Each of the records must appear again, exactly as it was written.

Top of EXTRACTED DATA

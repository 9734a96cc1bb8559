//! # oplink-record
//!
//! The instrumentation wrapper: wrap a callable once, then every
//! invocation is recorded as an action event and routed to the right
//! session.
//!
//! Rust has no runtime signature reflection, so the wrapper is built from
//! three explicit pieces:
//!
//! - [`Signature`]: the callable's declared parameter names and defaults,
//!   in declaration order
//! - [`CallArgs`]: the positional/keyword values of one invocation, plus
//!   the typed `session` routing channel
//! - [`Recorder`]: builds [`Recorded`] (sync) and [`RecordedAsync`]
//!   wrappers bound to a session registry
//!
//! Recording is transparent to control flow: the callable's own error is
//! always returned unchanged, and enqueueing never blocks on network I/O.

#![deny(unsafe_code)]

pub mod args;
pub mod errors;
pub mod recorder;
pub mod signature;

pub use args::CallArgs;
pub use errors::{BindError, RecordError};
pub use recorder::{Recorded, RecordedAsync, Recorder};
pub use signature::Signature;
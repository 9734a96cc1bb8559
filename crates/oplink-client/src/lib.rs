//! # oplink-client
//!
//! Authenticated HTTP client for the collector's v2 API: session
//! handshake, batched event delivery, session end, and JWT
//! reauthorization. Each call is a single request; retry policy lives
//! with the delivery worker in `oplink-session`.

#![deny(unsafe_code)]

pub mod api;
pub mod errors;

pub use api::ApiClient;
pub use errors::ApiError;
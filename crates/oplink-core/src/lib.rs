//! # oplink-core
//!
//! Foundation types shared by every oplink crate:
//!
//! - **Branded IDs**: `SessionId` and `EventId` newtypes for type safety
//! - **Routing errors**: the `RoutingError` taxonomy surfaced to
//!   instrumented callers when an event cannot be attributed to a session
//! - **Retry math**: `RetryConfig` and the portable backoff calculation
//!   used by the delivery worker

#![deny(unsafe_code)]

pub mod errors;
pub mod ids;
pub mod retry;

pub use errors::RoutingError;
pub use ids::{EventId, SessionId};
pub use retry::RetryConfig;
//! Process-wide session table and routing policy.
//!
//! The registry is the only structure shared across sessions. It is
//! deliberately an owned, injectable object rather than hidden module
//! state, so tests (and embedders running several clients) can use
//! isolated registries.
//!
//! Resolution policy for implicit routing: exactly one `Active` session →
//! route to it; zero → [`RoutingError::NoActiveSession`]; more than one →
//! [`RoutingError::AmbiguousSession`]. The ambiguity failure is the key
//! correctness property — an event is never silently attributed to the
//! wrong concurrent session.

use std::sync::Arc;

use dashmap::DashMap;
use tracing::debug;

use oplink_core::{RoutingError, SessionId};

use crate::session::Session;

/// Concurrent table of live sessions, keyed by session ID.
#[derive(Default)]
pub struct SessionRegistry {
    sessions: DashMap<String, Arc<Session>>,
}

impl SessionRegistry {
    /// Create an empty registry.
    #[must_use]
    pub fn new() -> Self {
        Self::default()
    }

    /// Add a newly started session.
    pub fn register(&self, session: Arc<Session>) {
        let id = session.id().to_string();
        debug!(session_id = %id, "session registered");
        let _ = self.sessions.insert(id, session);
    }

    /// Remove a session; called when it transitions to `Ended`.
    pub fn unregister(&self, id: &SessionId) -> Option<Arc<Session>> {
        let removed = self.sessions.remove(id.as_str()).map(|(_, s)| s);
        if removed.is_some() {
            debug!(session_id = %id, "session unregistered");
        }
        removed
    }

    /// Look up a session by ID, whatever its state.
    #[must_use]
    pub fn get(&self, id: &SessionId) -> Option<Arc<Session>> {
        self.sessions.get(id.as_str()).map(|e| e.value().clone())
    }

    /// All sessions currently `Active`.
    #[must_use]
    pub fn active_sessions(&self) -> Vec<Arc<Session>> {
        self.sessions
            .iter()
            .filter(|e| e.value().is_active())
            .map(|e| e.value().clone())
            .collect()
    }

    /// Number of sessions currently `Active`.
    #[must_use]
    pub fn active_count(&self) -> usize {
        self.sessions.iter().filter(|e| e.value().is_active()).count()
    }

    /// Resolve the session an event belongs to.
    ///
    /// With an explicit handle: the handle must still be registered and
    /// `Active`. Without one: exactly one `Active` session resolves
    /// implicitly; zero or several fail.
    pub fn resolve(&self, explicit: Option<&Arc<Session>>) -> Result<Arc<Session>, RoutingError> {
        if let Some(session) = explicit {
            if !self.sessions.contains_key(session.id().as_str()) {
                return Err(RoutingError::UnknownSession {
                    session_id: session.id().to_string(),
                });
            }
            if !session.is_active() {
                return Err(RoutingError::SessionNotActive {
                    session_id: session.id().to_string(),
                });
            }
            return Ok(session.clone());
        }

        let mut active = self.active_sessions();
        match active.len() {
            1 => Ok(active.remove(0)),
            0 => Err(RoutingError::NoActiveSession),
            n => Err(RoutingError::AmbiguousSession { active: n }),
        }
    }
}

impl std::fmt::Debug for SessionRegistry {
    fn fmt(&self, f: &mut std::fmt::Formatter<'_>) -> std::fmt::Result {
        f.debug_struct("SessionRegistry")
            .field("sessions", &self.sessions.len())
            .finish()
    }
}

// ─────────────────────────────────────────────────────────────────────────────
// Tests
// ─────────────────────────────────────────────────────────────────────────────
//! Configuration error types.

use thiserror::Error;

/// Result alias for configuration operations.
pub type Result<T> = std::result::Result<T, ConfigError>;

/// Errors that can occur while loading or validating configuration.
#[derive(Debug, Error)]
pub enum ConfigError {
    /// Config file could not be read.
    #[error("I/O error: {0}")]
    Io(#[from] std::io::Error),

    /// Config file contains invalid JSON or mismatched types.
    #[error("JSON error: {0}")]
    Json(#[from] serde_json::Error),

    /// No API key was provided by any source.
    #[error("no API key configured; set apiKey in the config file or OPLINK_API_KEY")]
    MissingApiKey,

    /// Endpoint URL is empty or unusable.
    #[error("invalid endpoint: {0}")]
    InvalidEndpoint(String),
}

// ─────────────────────────────────────────────────────────────────────────────
// Tests
// ─────────────────────────────────────────────────────────────────────────────

#[cfg(test)]
mod tests {
    use super::*;

    #[test]
    fn missing_api_key_display() {
        let err = ConfigError::MissingApiKey;
        assert!(err.to_string().contains("OPLINK_API_KEY"));
    }

    #[test]
    fn invalid_endpoint_display() {
        let err = ConfigError::InvalidEndpoint("not a url".to_owned());
        assert!(err.to_string().contains("not a url"));
    }

    #[test]
    fn io_error_conversion() {
        let io_err = std::io::Error::new(std::io::ErrorKind::NotFound, "gone");
        let err = ConfigError::from(io_err);
        assert!(err.to_string().contains("gone"));
    }
}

Bottom of EXTRACTED DATA

__EXPECTED ANSWER__:
repository 9734a96cc1bb8559
//! # oplink-record
//!
//! The instrumentation wrapper: wrap a callable once, then every
//! invocation is recorded as an action event and routed to the right
//! session.
//!
//! Rust has no runtime signature reflection, so the wrapper is built from
//! three explicit pieces:
//!
//! - [`Signature`]: the callable's declared parameter names and defaults,
//!   in declaration order
//! - [`CallArgs`]: the positional/keyword values of one invocation, plus
//!   the typed `session` routing channel
//! - [`Recorder`]: builds [`Recorded`] (sync) and [`RecordedAsync`]
//!   wrappers bound to a session registry
//!
//! Recording is transparent to control flow: the callable's own error is
//! always returned unchanged, and enqueueing never blocks on network I/O.

#![deny(unsafe_code)]

pub mod args;
pub mod errors;
pub mod recorder;
pub mod signature;

pub use args::CallArgs;
pub use errors::{BindError, RecordError};
pub use recorder::{Recorded, RecordedAsync, Recorder};
pub use signature::Signature;
repository 9734a96cc1bb8559
filename crates/oplink-client/src/lib.rs
//! # oplink-client
//!
//! Authenticated HTTP client for the collector's v2 API: session
//! handshake, batched event delivery, session end, and JWT
//! reauthorization. Each call is a single request; retry policy lives
//! with the delivery worker in `oplink-session`.

#![deny(unsafe_code)]

pub mod api;
pub mod errors;

pub use api::ApiClient;
pub use errors::ApiError;
filename crates/oplink-core/src/lib.rs
//! # oplink-core
//!
//! Foundation types shared by every oplink crate:
//!
//! - **Branded IDs**: `SessionId` and `EventId` newtypes for type safety
//! - **Routing errors**: the `RoutingError` taxonomy surfaced to
//!   instrumented callers when an event cannot be attributed to a session
//! - **Retry math**: `RetryConfig` and the portable backoff calculation
//!   used by the delivery worker

#![deny(unsafe_code)]

pub mod errors;
pub mod ids;
pub mod retry;

pub use errors::RoutingError;
pub use ids::{EventId, SessionId};
pub use retry::RetryConfig;
//! Process-wide session table and routing policy.
//!
//! The registry is the only structure shared across sessions. It is
//! deliberately an owned, injectable object rather than hidden module
//! state, so tests (and embedders running several clients) can use
//! isolated registries.
//!
//! Resolution policy for implicit routing: exactly one `Active` session →
//! route to it; zero → [`RoutingError::NoActiveSession`]; more than one →
//! [`RoutingError::AmbiguousSession`]. The ambiguity failure is the key
//! correctness property — an event is never silently attributed to the
//! wrong concurrent session.

use std::sync::Arc;

use dashmap::DashMap;
use tracing::debug;

use oplink_core::{RoutingError, SessionId};

use crate::session::Session;

/// Concurrent table of live sessions, keyed by session ID.
#[derive(Default)]
pub struct SessionRegistry {
    sessions: DashMap<String, Arc<Session>>,
}

impl SessionRegistry {
    /// Create an empty registry.
    #[must_use]
    pub fn new() -> Self {
        Self::default()
    }

    /// Add a newly started session.
    pub fn register(&self, session: Arc<Session>) {
        let id = session.id().to_string();
        debug!(session_id = %id, "session registered");
        let _ = self.sessions.insert(id, session);
    }

    /// Remove a session; called when it transitions to `Ended`.
    pub fn unregister(&self, id: &SessionId) -> Option<Arc<Session>> {
        let removed = self.sessions.remove(id.as_str()).map(|(_, s)| s);
        if removed.is_some() {
            debug!(session_id = %id, "session unregistered");
        }
        removed
    }

    /// Look up a session by ID, whatever its state.
    #[must_use]
    pub fn get(&self, id: &SessionId) -> Option<Arc<Session>> {
        self.sessions.get(id.as_str()).map(|e| e.value().clone())
    }

    /// All sessions currently `Active`.
    #[must_use]
    pub fn active_sessions(&self) -> Vec<Arc<Session>> {
        self.sessions
            .iter()
            .filter(|e| e.value().is_active())
            .map(|e| e.value().clone())
            .collect()
    }

    /// Number of sessions currently `Active`.
    #[must_use]
    pub fn active_count(&self) -> usize {
        self.sessions.iter().filter(|e| e.value().is_active()).count()
    }

    /// Resolve the session an event belongs to.
    ///
    /// With an explicit handle: the handle must still be registered and
    /// `Active`. Without one: exactly one `Active` session resolves
    /// implicitly; zero or several fail.
    pub fn resolve(&self, explicit: Option<&Arc<Session>>) -> Result<Arc<Session>, RoutingError> {
        if let Some(session) = explicit {
            if !self.sessions.contains_key(session.id().as_str()) {
                return Err(RoutingError::UnknownSession {
                    session_id: session.id().to_string(),
                });
            }
            if !session.is_active() {
                return Err(RoutingError::SessionNotActive {
                    session_id: session.id().to_string(),
                });
            }
            return Ok(session.clone());
        }

        let mut active = self.active_sessions();
        match active.len() {
            1 => Ok(active.remove(0)),
            0 => Err(RoutingError::NoActiveSession),
            n => Err(RoutingError::AmbiguousSession { active: n }),
        }
    }
}

impl std::fmt::Debug for SessionRegistry {
    fn fmt(&self, f: &mut std::fmt::Formatter<'_>) -> std::fmt::Result {
        f.debug_struct("SessionRegistry")
            .field("sessions", &self.sessions.len())
            .finish()
    }
}

// ─────────────────────────────────────────────────────────────────────────────
// Tests
// ─────────────────────────────────────────────────────────────────────────────
//! Configuration error types.

use thiserror::Error;

/// Result alias for configuration operations.
pub type Result<T> = std::result::Result<T, ConfigError>;

/// Errors that can occur while loading or validating configuration.
#[derive(Debug, Error)]
pub enum ConfigError {
    /// Config file could not be read.
    #[error("I/O error: {0}")]
    Io(#[from] std::io::Error),

    /// Config file contains invalid JSON or mismatched types.
    #[error("JSON error: {0}")]
    Json(#[from] serde_json::Error),

    /// No API key was provided by any source.
    #[error("no API key configured; set apiKey in the config file or OPLINK_API_KEY")]
    MissingApiKey,

    /// Endpoint URL is empty or unusable.
    #[error("invalid endpoint: {0}")]
    InvalidEndpoint(String),
}

// ─────────────────────────────────────────────────────────────────────────────
// Tests
// ─────────────────────────────────────────────────────────────────────────────

#[cfg(test)]
mod tests {
    use super::*;

    #[test]
    fn missing_api_key_display() {
        let err = ConfigError::MissingApiKey;
        assert!(err.to_string().contains("OPLINK_API_KEY"));
    }

    #[test]
    fn invalid_endpoint_display() {
        let err = ConfigError::InvalidEndpoint("not a url".to_owned());
        assert!(err.to_string().contains("not a url"));
    }

    #[test]
    fn io_error_conversion() {
        let io_err = std::io::Error::new(std::io::ErrorKind::NotFound, "gone");
        let err = ConfigError::from(io_err);
        assert!(err.to_string().contains("gone"));
    }
}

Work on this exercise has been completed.